Here, the Co-Broker Agreement is, on its face, illegal because it purports to split fees between an attorney (Berger), who is authorized to act as a real estate broker under R.P.L. § 442-f, and a person who acted as an unlicensed real estate broker (Fleischman). That Fleischman later sought to disavow any such intention by disclaiming his anticipated share of the commission is irrelevant. "[A] contract with several persons for the payment to them of a sum of money is a joint contract with all and all the payees have therein a joint interest; so that no one can sue alone for his proportion." Brandenburger Marx, Inc. V. Heimberg, 34 N.Y.S.2d 935, 937 (Municipal Ct., Bklyn 1942) (internal citation omitted). Consequently, the rights of Berger and Fleischman to the brokerage commission are "interdependent, interrelated and joint." Id.
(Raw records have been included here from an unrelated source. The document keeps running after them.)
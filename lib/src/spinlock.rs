use core::ops::{Deref, DerefMut};

use crate::kernel_services::platform;

/// Mutex that disables interrupts while held.
///
/// Essential for state shared between interrupt context and task context:
/// a task holding the lock cannot be interrupted by a handler that would spin
/// on the same lock.  Interrupt masking goes through the platform service, so
/// on hosts without one the lock degrades to a plain spin lock.
pub struct IrqMutex<T> {
    inner: spin::Mutex<T>,
}

/// Restores the interrupt flags on drop.  Declared after the data guard in
/// [`IrqMutexGuard`] so the lock is released before interrupts come back.
struct IrqRestore {
    saved_flags: u64,
}

impl Drop for IrqRestore {
    #[inline]
    fn drop(&mut self) {
        platform::irq_restore(self.saved_flags);
    }
}

pub struct IrqMutexGuard<'a, T> {
    guard: spin::MutexGuard<'a, T>,
    _irq: IrqRestore,
}

impl<T> IrqMutex<T> {
    #[inline]
    pub const fn new(data: T) -> Self {
        Self {
            inner: spin::Mutex::new(data),
        }
    }

    /// Check if the lock is currently held.
    #[inline]
    pub fn is_locked(&self) -> bool {
        self.inner.is_locked()
    }

    #[inline]
    pub fn lock(&self) -> IrqMutexGuard<'_, T> {
        let irq = IrqRestore {
            saved_flags: platform::irq_save(),
        };
        IrqMutexGuard {
            guard: self.inner.lock(),
            _irq: irq,
        }
    }

    #[inline]
    pub fn try_lock(&self) -> Option<IrqMutexGuard<'_, T>> {
        let irq = IrqRestore {
            saved_flags: platform::irq_save(),
        };
        // On failure `irq` drops here and the flags are restored.
        let guard = self.inner.try_lock()?;
        Some(IrqMutexGuard { guard, _irq: irq })
    }

    /// Consume the mutex, returning the protected data.
    pub fn into_inner(self) -> T {
        self.inner.into_inner()
    }
}

impl<T: Default> Default for IrqMutex<T> {
    fn default() -> Self {
        Self::new(T::default())
    }
}

impl<'a, T> Deref for IrqMutexGuard<'a, T> {
    type Target = T;

    #[inline]
    fn deref(&self) -> &T {
        &self.guard
    }
}

impl<'a, T> DerefMut for IrqMutexGuard<'a, T> {
    #[inline]
    fn deref_mut(&mut self) -> &mut T {
        &mut self.guard
    }
}
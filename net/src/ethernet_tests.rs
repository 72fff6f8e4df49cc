//! Ethernet framing tests.
//!
//! Covers:
//! - short payloads are zero-padded to the 60-byte minimum frame
//! - a driver that sends a partial frame is reported as a failure
//! - receive keeps frames for our address or broadcast, drops the rest
//! - frames shorter than the header are dropped

use crate::ethernet::{
    self, ETHER_FRAME_SIZE_MIN, ETHER_HDR_SIZE, ETHER_PAYLOAD_SIZE_MAX, EtherHeader,
};
use crate::testutil::{MAC_A, MAC_B, new_stack};
use crate::types::{DevIndex, EtherType, MacAddr, NetError};

// =============================================================================
// Transmit
// =============================================================================

#[test]
fn short_payload_is_padded() {
    let mut sent = Vec::new();
    let len = ethernet::transmit_helper(MAC_A, 0x0806, &[0xaa; 28], MAC_B.as_bytes(), |frame| {
        sent = frame.to_vec();
        Ok(frame.len())
    })
    .unwrap();

    assert_eq!(len, 28);
    assert_eq!(sent.len(), ETHER_FRAME_SIZE_MIN);
    let hdr = EtherHeader::parse(&sent).unwrap();
    assert_eq!(hdr.dst, MAC_B);
    assert_eq!(hdr.src, MAC_A);
    assert_eq!(hdr.ether_type, 0x0806);
    assert!(sent[ETHER_HDR_SIZE..ETHER_HDR_SIZE + 28].iter().all(|&b| b == 0xaa));
    assert!(sent[ETHER_HDR_SIZE + 28..].iter().all(|&b| b == 0));
}

#[test]
fn full_payload_is_not_padded() {
    let mut flen = 0;
    ethernet::transmit_helper(MAC_A, 0x0800, &[1; 100], MAC_B.as_bytes(), |frame| {
        flen = frame.len();
        Ok(frame.len())
    })
    .unwrap();
    assert_eq!(flen, ETHER_HDR_SIZE + 100);
}

#[test]
fn partial_send_is_an_error() {
    let res = ethernet::transmit_helper(MAC_A, 0x0800, &[1; 100], MAC_B.as_bytes(), |frame| {
        Ok(frame.len() - 1)
    });
    assert_eq!(res, Err(NetError::NoBufferSpace));
}

#[test]
fn oversized_payload_is_rejected() {
    let payload = vec![0; ETHER_PAYLOAD_SIZE_MAX + 1];
    let res = ethernet::transmit_helper(MAC_A, 0x0800, &payload, MAC_B.as_bytes(), |frame| {
        Ok(frame.len())
    });
    assert_eq!(res, Err(NetError::MessageTooLong));
}

// =============================================================================
// Receive
// =============================================================================

fn frame_to(dst: MacAddr) -> Vec<u8> {
    let mut frame = Vec::new();
    frame.extend_from_slice(dst.as_bytes());
    frame.extend_from_slice(MAC_B.as_bytes());
    frame.extend_from_slice(&EtherType::Arp.as_u16().to_be_bytes());
    frame.resize(ETHER_FRAME_SIZE_MIN, 0);
    frame
}

#[test]
fn receive_accepts_unicast_to_us() {
    let (stack, _) = new_stack(1);
    ethernet::receive(&stack, DevIndex(1), MAC_A, &frame_to(MAC_A));
    assert!(stack.softirq_pending());
}

#[test]
fn receive_accepts_broadcast() {
    let (stack, _) = new_stack(1);
    ethernet::receive(&stack, DevIndex(1), MAC_A, &frame_to(MacAddr::BROADCAST));
    assert!(stack.softirq_pending());
}

#[test]
fn receive_drops_frames_for_other_hosts() {
    let (stack, _) = new_stack(1);
    let other = MacAddr([0x02, 0, 0, 0, 0, 0x99]);
    ethernet::receive(&stack, DevIndex(1), MAC_A, &frame_to(other));
    assert!(!stack.softirq_pending());
}

#[test]
fn receive_drops_truncated_header() {
    let (stack, _) = new_stack(1);
    let frame = frame_to(MAC_A);
    ethernet::receive(&stack, DevIndex(1), MAC_A, &frame[..ETHER_HDR_SIZE - 1]);
    assert!(!stack.softirq_pending());
}
//! Service tables through which the library reaches the rest of the kernel.
//!
//! The scheduler and the platform layer register their tables during boot.
//! Host builds install [`crate::host_runtime`] instead.

pub mod platform;
pub mod task_runtime;
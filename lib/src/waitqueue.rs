//! Wait queue primitive for blocking/waking kernel tasks.
//!
//! Provides a fixed-capacity queue of blocked tasks that can be woken
//! individually (`wake_one`) or all at once (`wake_all`).  Integrates with
//! the scheduler through the `task_runtime` kernel service, with no direct
//! dependency on the scheduler crate.
//!
//! # Design
//!
//! - Fixed-capacity array of opaque [`TaskHandle`]s
//! - Protected by `IrqMutex` for interrupt-safe access
//! - Uses `block_current_task()` / `unblock_task()` from the task runtime
//! - The runtime remembers a wakeup that lands before the block, so the window
//!   between enqueue and block cannot lose it
//!
//! # Condition-variable use
//!
//! Every `wake_all` advances [`WaitQueue::generation`].  A caller that owns
//! some other lock can read the generation while holding it, drop the lock and
//! then wait for the generation to move: any broadcast issued after the read
//! ends the wait, which is exactly `pthread_cond_wait` semantics.
//!
//! ```rust,ignore
//! let seen = {
//!     let state = STATE.lock();
//!     if state.ready { return; }
//!     WQ.generation()
//! };
//! WQ.wait_generation(seen);
//! ```

use core::sync::atomic::{AtomicU32, Ordering};

use crate::IrqMutex;
use crate::kernel_services::task_runtime::{
    self, TaskHandle, block_current_task, current_task, unblock_task,
};

/// Maximum number of tasks that can wait on a single `WaitQueue`.
const WAITQUEUE_CAPACITY: usize = 32;

/// Inner state of a wait queue, protected by `IrqMutex`.
struct WaitQueueInner {
    /// Waiting task handles.  Null entries are empty slots.
    waiters: [TaskHandle; WAITQUEUE_CAPACITY],
    /// Number of active waiters.
    count: usize,
}

impl WaitQueueInner {
    const fn new() -> Self {
        Self {
            waiters: [TaskHandle::NULL; WAITQUEUE_CAPACITY],
            count: 0,
        }
    }

    /// Add `task` to the queue.  A task already queued stays queued once.
    /// Returns `false` if the queue is full.
    fn enqueue(&mut self, task: TaskHandle) -> bool {
        if task.is_null() {
            return false;
        }
        if self.waiters.contains(&task) {
            return true;
        }
        for slot in self.waiters.iter_mut() {
            if slot.is_null() {
                *slot = task;
                self.count += 1;
                return true;
            }
        }
        false
    }

    /// Remove and return the first waiting task, or `None`.
    fn dequeue_one(&mut self) -> Option<TaskHandle> {
        for slot in self.waiters.iter_mut() {
            if !slot.is_null() {
                let task = *slot;
                *slot = TaskHandle::NULL;
                self.count = self.count.saturating_sub(1);
                return Some(task);
            }
        }
        None
    }

    /// Remove all waiting tasks, calling `f` for each.  Returns the count.
    fn dequeue_all(&mut self, mut f: impl FnMut(TaskHandle)) -> usize {
        let mut woken = 0;
        for slot in self.waiters.iter_mut() {
            if !slot.is_null() {
                f(*slot);
                *slot = TaskHandle::NULL;
                woken += 1;
            }
        }
        self.count = 0;
        woken
    }

    fn remove_task(&mut self, task: TaskHandle) -> bool {
        for slot in self.waiters.iter_mut() {
            if *slot == task {
                *slot = TaskHandle::NULL;
                self.count = self.count.saturating_sub(1);
                return true;
            }
        }
        false
    }
}

/// A wait queue for blocking and waking kernel tasks.
///
/// Tasks call [`wait_event`](Self::wait_event) to sleep until a condition is
/// met.  Producers call [`wake_one`](Self::wake_one) or
/// [`wake_all`](Self::wake_all) when the condition changes.
pub struct WaitQueue {
    inner: IrqMutex<WaitQueueInner>,
    /// Advanced by every `wake_all`, whether or not anybody was queued.
    generation: AtomicU32,
}

impl WaitQueue {
    pub const fn new() -> Self {
        Self {
            inner: IrqMutex::new(WaitQueueInner::new()),
            generation: AtomicU32::new(0),
        }
    }

    /// Block the current task until `condition()` returns `true`.
    ///
    /// The condition is re-checked under the wait queue lock before sleeping,
    /// closing the race with a concurrent `wake_*`.
    ///
    /// Returns `true` if the condition was met, `false` if the task runtime is
    /// missing or the queue is full (the caller should treat that as EAGAIN).
    pub fn wait_event<F: Fn() -> bool>(&self, condition: F) -> bool {
        loop {
            if condition() {
                return true;
            }

            if !task_runtime::is_task_runtime_initialized() {
                return false;
            }

            let task = current_task();
            if task.is_null() {
                return false;
            }

            {
                let mut inner = self.inner.lock();
                if condition() {
                    return true;
                }
                if !inner.enqueue(task) {
                    return false;
                }
            }

            block_current_task();

            // Woken (or spuriously resumed): forget our slot and re-check.
            self.inner.lock().remove_task(task);
        }
    }

    /// Block until a `wake_all` issued after `seen` was read.
    pub fn wait_generation(&self, seen: u32) -> bool {
        self.wait_event(|| self.generation() != seen)
    }

    /// Wake one waiting task.
    ///
    /// Returns `true` if a task was woken, `false` if the queue was empty.
    pub fn wake_one(&self) -> bool {
        let task = self.inner.lock().dequeue_one();

        if let Some(task) = task {
            let _ = unblock_task(task);
            true
        } else {
            false
        }
    }

    /// Wake all waiting tasks.
    ///
    /// Returns the number of tasks woken.
    pub fn wake_all(&self) -> usize {
        let mut tasks = [TaskHandle::NULL; WAITQUEUE_CAPACITY];
        let count = {
            let mut inner = self.inner.lock();
            // Bumped under the queue lock so a waiter re-checking its
            // condition there either sees the new value or gets dequeued.
            self.generation.fetch_add(1, Ordering::AcqRel);
            let mut i = 0;
            inner.dequeue_all(|t| {
                if i < tasks.len() {
                    tasks[i] = t;
                    i += 1;
                }
            })
        };

        for task in &tasks[..count] {
            let _ = unblock_task(*task);
        }
        count
    }

    /// Check if there are any waiters.
    pub fn has_waiters(&self) -> bool {
        self.inner.lock().count != 0
    }

    /// Get the number of waiting tasks.
    pub fn waiter_count(&self) -> usize {
        self.inner.lock().count
    }

    /// Remove a specific task from the wait queue.
    pub fn remove_task(&self, task: TaskHandle) {
        self.inner.lock().remove_task(task);
    }

    /// Current wake generation.
    pub fn generation(&self) -> u32 {
        self.generation.load(Ordering::Acquire)
    }
}

impl Default for WaitQueue {
    fn default() -> Self {
        Self::new()
    }
}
Here, it is undisputed that Fleischman had no right to any part of the commission, as he was not a licensed broker. See, e.g., Fieger v. Pitney Bowes, 2002 U.S. Dist. LEXIS 17416, *1, *22 (S.D.N.Y. 2002); Ava v. Olympic Tower, 259 A.D.2d 315, 316 (1st Dept. 1999); Kennedy v. Hartford, 31 A.D.2d 616, 616 (1st Dept. 1968); S. Kornreich Sons, Inc. v. Goldsmith Murphy, Inc., 156 Misc.2d 207, 208 (S.Ct. N.Y. Cty. 1992);Magoba Mgmt. v. Central Zone Property Corp., 3 Misc.2d 824, 827-28 (S.Ct. N.Y. Cty. 1956); Brener Lewis v. Fawcett Publications, 197 Misc. 207, 208 (S.Ct. N.Y. Cty. 1949). As Fleischman's rights are inextricably bound together with Berger's, Berger may no more sue for this commission than may Fleischman. In essence, "[s|ince the transaction between [Berger] and [Fleischman] was illegal and their contract void (Real Prop. Law § 442-d), no right to enforce it could be acquired either by assignment or otherwise. It was not purged of invalidity by transfer to a party [here, Berger] who might lawfully have made a contract for brokerage." Siegel v. Fippinger, 264 A.D. 203, 204 (1st Dept. 1942).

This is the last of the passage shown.